NOTES TO CONDENSED INTERIM CONSOLIDATED FINANCIAL STATEMENTS
(in Canadian dollars, except share amounts)
Note 1 Nature of Operations
Oncolytics Biotech Inc. was incorporated on April 2, 1998 under the Business Corporations Act (Alberta) as 779738 Alberta Ltd. On April 8, 1998, we changed our name to Oncolytics Biotech Inc. We are a limited company incorporated and domiciled in Canada. Our shares are publicly traded on the Nasdaq Capital Market and the Toronto Stock Exchange. Our principal place of business is located at 804, 322 11th Avenue SW, Calgary, Alberta, Canada.
We are a clinical-stage biopharmaceutical company developing pelareorep, a safe and well-tolerated intravenously delivered immunotherapeutic agent that activates the innate and adaptive immune systems and weakens tumor defense mechanisms. This improves the ability of the immune system to fight cancer, making tumors more susceptible to a broad range of oncology treatments. Our primary focus is to advance our program in hormone receptor-positive human epidermal growth factor 2-negative (HR+ HER2-) metastatic breast cancer to a phase 3 licensure-enabling study. In addition, we are exploring gastrointestinal registration program opportunities through our GOBLET platform study.
We have not been profitable since our inception and expect to continue to incur substantial losses as we continue research and development efforts. As at September 30, 2022, we had an accumulated deficit of $409,696,122. We do not expect to generate significant revenues until, and unless, pelareorep becomes commercially viable. To date, we have funded our operations mainly through the issuance of additional capital via public offerings, equity distribution arrangements, and through the exercise of warrants and stock options. There can be no assurance that we will be able to raise additional funds through the sale of our common shares.
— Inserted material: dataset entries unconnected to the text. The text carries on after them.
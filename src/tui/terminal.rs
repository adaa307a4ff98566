//! Terminal setup and teardown
//!
//! This module handles initializing and restoring the terminal state,
//! including setting up the panic hook to restore the terminal on crash.

use anyhow::Result;
use crossterm::{
    execute,
    terminal::{disable_raw_mode, enable_raw_mode, EnterAlternateScreen, LeaveAlternateScreen},
};
use ratatui::{backend::CrosstermBackend, Terminal};
use std::io::{self, Stdout};
use std::panic;

use crate::config::settings::Settings;
use crate::models::Session;
use crate::storage::Storage;

use super::app::App;
use super::event::EventHandler;
use super::handler::handle_event;

/// Type alias for our terminal
pub type Tui = Terminal<CrosstermBackend<Stdout>>;

/// Initialize the terminal for TUI mode
pub fn init_terminal() -> Result<Tui> {
    // Restore the terminal before the panic message is printed
    let original_hook = panic::take_hook();
    panic::set_hook(Box::new(move |panic_info| {
        let _ = restore_terminal();
        original_hook(panic_info);
    }));

    enable_raw_mode()?;
    let mut stdout = io::stdout();
    execute!(stdout, EnterAlternateScreen)?;

    let backend = CrosstermBackend::new(stdout);
    let terminal = Terminal::new(backend)?;

    Ok(terminal)
}

/// Restore the terminal to its original state
pub fn restore_terminal() -> Result<()> {
    disable_raw_mode()?;
    execute!(io::stdout(), LeaveAlternateScreen)?;
    Ok(())
}

/// Run the TUI application
pub fn run_tui(storage: &Storage, settings: &Settings, session: &Session) -> Result<()> {
    let mut terminal = init_terminal()?;
    let mut app = App::new(storage, settings, session);
    let events = EventHandler::new(settings.tick_rate());

    let result = run_loop(&mut terminal, &mut app, &events);

    restore_terminal()?;
    result
}

fn run_loop(terminal: &mut Tui, app: &mut App, events: &EventHandler) -> Result<()> {
    while !app.should_quit {
        terminal.draw(|frame| {
            super::views::render(frame, app);
        })?;

        handle_event(app, events.next()?)?;
    }

    Ok(())
}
Failure to raise additional capital would have a material adverse impact on our business, results of operations, and financial condition.
As at September 30, 2022, we had cash and cash equivalents of $32,362,063, and we believe we have sufficient existing cash resources to fund our presently planned operations for at least the next twelve months.
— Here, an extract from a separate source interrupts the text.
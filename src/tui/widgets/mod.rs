//! Reusable widgets for the TUI

pub mod input;

pub use input::TextInput;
The full extent to which external factors outside of our control, including those related to the coronavirus infectious disease 2019 ("COVID-19") pandemic and the global political conflict in Ukraine, may directly or indirectly impact our business, results of operations and financial condition, including our ability to finance our operations, expenses, clinical trials, and research and development costs, will depend on future developments that are evolving and highly uncertain. We considered the potential impact of these events, including global supply chain disruptions, inflation, and rising interest rates, when making certain estimates and judgments relating to the preparation of these condensed interim consolidated financial statements. While there was no material impact to our condensed interim consolidated financial statements as at and for the nine months ended September 30, 2022, our future assessment of the magnitude and duration of COVID-19 and conflict in Ukraine, as well as other factors, could result in a material impact to our consolidated financial statements in future reporting periods.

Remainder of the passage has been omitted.